The amazing thing is that Jesus does care. That’s the whole reason he has come. He loves each and every one of us so much that he wants to save us from the roiling storm that seeks to claim us. He wants to redeem us from the forces of evil that tell us we are worthless, unloveable, and bad; that seek to fill us with self-hatred; that seek to turn us against our neighbors. Jesus didn’t just come to keep the disciples from perishing in one storm on the Sea of Galilee; he comes to save all of us from perishing in the great storm of sin and death.
And the good news is that Jesus does exactly what he came here to do. At the end of the story, the disciples ask another good question. They say, “Who is this that even the wind and the waves obey him?” The disciples come to realize that their understanding of Jesus is far too small. He’s not just a teacher. So who is he? That is the question we all should ask about Jesus. Who is this Jesus? Today’s gospel reading shows us that he is the one who has come to save us from the storm. He is not the one who comes to make us feel ashamed or afraid or bad or condemned. He is the one who comes to save us, to love us, to redeem us, to comfort us, and to lead us into eternal life.
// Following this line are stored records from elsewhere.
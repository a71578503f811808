//! Comments

pub mod handlers;
pub mod service;
pub mod types;

use axum::{
    middleware::from_fn_with_state,
    routing::{get, post, put},
    Router,
};

use crate::api::AppState;
use crate::auth::require_auth;

/// Create comment routes.
///
/// Mounted at `/api/comments` in the main router. Reads are public; writes
/// require a token and edit/delete permission on the comment.
pub fn router(state: AppState) -> Router<AppState> {
    let public_routes = Router::new()
        .route("/", get(handlers::list_comments))
        .route("/{id}", get(handlers::get_comment));

    let protected_routes = Router::new()
        .route("/", post(handlers::create_comment))
        .route(
            "/{id}",
            put(handlers::update_comment).delete(handlers::delete_comment),
        )
        .layer(from_fn_with_state(state, require_auth));

    public_routes.merge(protected_routes)
}
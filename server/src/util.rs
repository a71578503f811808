//! Shared utility functions

use validator::{ValidationError, ValidationErrors};

/// Reject strings that are empty or contain only whitespace.
///
/// For use with `#[validate(custom(function = "crate::util::not_blank"))]`.
pub fn not_blank(value: &str) -> Result<(), ValidationError> {
    if value.trim().is_empty() {
        return Err(ValidationError::new("blank"));
    }
    Ok(())
}

/// Flatten validator output into one readable line.
///
/// Fields are listed alphabetically; each contributes its custom message when
/// one is set, otherwise `"<field> is invalid"`.
pub fn describe_validation_errors(errors: &ValidationErrors) -> String {
    let mut fields: Vec<_> = errors.field_errors().into_iter().collect();
    fields.sort_by(|a, b| a.0.cmp(&b.0));

    let messages: Vec<String> = fields
        .into_iter()
        .flat_map(|(field, errs)| {
            errs.iter().map(move |err| match &err.message {
                Some(message) => message.to_string(),
                None => format!("{} is invalid", field_label(&field)),
            })
        })
        .collect();

    if messages.is_empty() {
        "Invalid input".to_string()
    } else {
        messages.join("; ")
    }
}

fn field_label(field: &str) -> String {
    let mut chars = field.chars();
    match chars.next() {
        Some(first) => first.to_uppercase().chain(chars).collect(),
        None => String::new(),
    }
}
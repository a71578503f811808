//! Permission system types and utilities.
//!
//! - Roles: platform-wide `User < Moderator < Admin`
//! - Ownership: who may edit or delete a post or comment

pub mod ownership;
pub mod role;

pub use ownership::{
    can_delete, can_edit, require_delete, require_edit, Actor, OwnedResource, PermissionError,
};
pub use role::{Role, UnknownRole};
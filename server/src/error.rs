//! Service Error Types
//!
//! Errors raised by the post, comment, tag and user services and their HTTP
//! mapping.

use axum::{
    http::StatusCode,
    response::{IntoResponse, Response},
    Json,
};
use serde::Serialize;
use thiserror::Error;

use crate::permissions::PermissionError;
use crate::repository::RepositoryError;

/// Error response body for JSON responses.
#[derive(Debug, Serialize)]
pub struct ErrorResponse {
    /// Machine-readable error code.
    pub error: String,
    /// Human-readable error message.
    pub message: String,
}

impl ErrorResponse {
    pub fn new(code: &str, message: impl Into<String>) -> Self {
        Self {
            error: code.to_string(),
            message: message.into(),
        }
    }
}

/// Resource service error types.
#[derive(Debug, Error)]
pub enum ServiceError {
    /// Target entity does not exist.
    #[error("{0} not found")]
    NotFound(&'static str),

    /// Token holder no longer has an account.
    #[error("Account no longer exists")]
    Unauthorized,

    /// Authenticated, but not allowed to act on the resource.
    #[error(transparent)]
    Forbidden(#[from] PermissionError),

    /// Input rejected.
    #[error("Validation failed: {0}")]
    Validation(String),

    /// Uniqueness violation.
    #[error("{0}")]
    Conflict(String),

    /// Database error.
    #[error("Database error")]
    Database(#[source] sqlx::Error),

    /// Internal server error.
    #[error("Internal server error")]
    Internal(String),
}

impl From<RepositoryError> for ServiceError {
    fn from(err: RepositoryError) -> Self {
        match err {
            RepositoryError::Conflict(what) => Self::Conflict(format!("Already exists: {what}")),
            RepositoryError::Database(e) => Self::Database(e),
        }
    }
}

impl From<validator::ValidationErrors> for ServiceError {
    fn from(errors: validator::ValidationErrors) -> Self {
        Self::Validation(crate::util::describe_validation_errors(&errors))
    }
}

impl IntoResponse for ServiceError {
    fn into_response(self) -> Response {
        let (status, code) = match &self {
            Self::NotFound(_) => (StatusCode::NOT_FOUND, "NOT_FOUND"),
            Self::Unauthorized => (StatusCode::UNAUTHORIZED, "UNAUTHORIZED"),
            Self::Forbidden(_) => (StatusCode::FORBIDDEN, "FORBIDDEN"),
            Self::Validation(_) => (StatusCode::BAD_REQUEST, "VALIDATION_ERROR"),
            Self::Conflict(_) => (StatusCode::CONFLICT, "CONFLICT"),
            Self::Database(e) => {
                tracing::error!(error = %e, "Database error while handling request");
                (StatusCode::INTERNAL_SERVER_ERROR, "INTERNAL_ERROR")
            }
            Self::Internal(detail) => {
                tracing::error!(detail = %detail, "Internal error while handling request");
                (StatusCode::INTERNAL_SERVER_ERROR, "INTERNAL_ERROR")
            }
        };

        (status, Json(ErrorResponse::new(code, self.to_string()))).into_response()
    }
}

/// Result type for service operations.
pub type ServiceResult<T> = Result<T, ServiceError>;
A couple years later, the teacher was arrested. One of his disciples betrayed him and the others deserted him. He was given an unfair hearing and he was executed. All hope was lost until a few days later, some of his disciples claimed they saw him again. He was dead and yet he lived. He lingered for a month or so and then he disappeared again.
Many years later, in his old age, one of his disciples thought back to that stormy night, when they almost perished in the sea. He remembered how the teacher calmed the storm. He wished he had known then what he knew now. The teacher did care that they were perishing. He always cared that they were perishing. The teacher did not let them perish then, and he could see now that the teacher would not let them perish now.
He smiled. Who is this that even the wind and the waves obey him?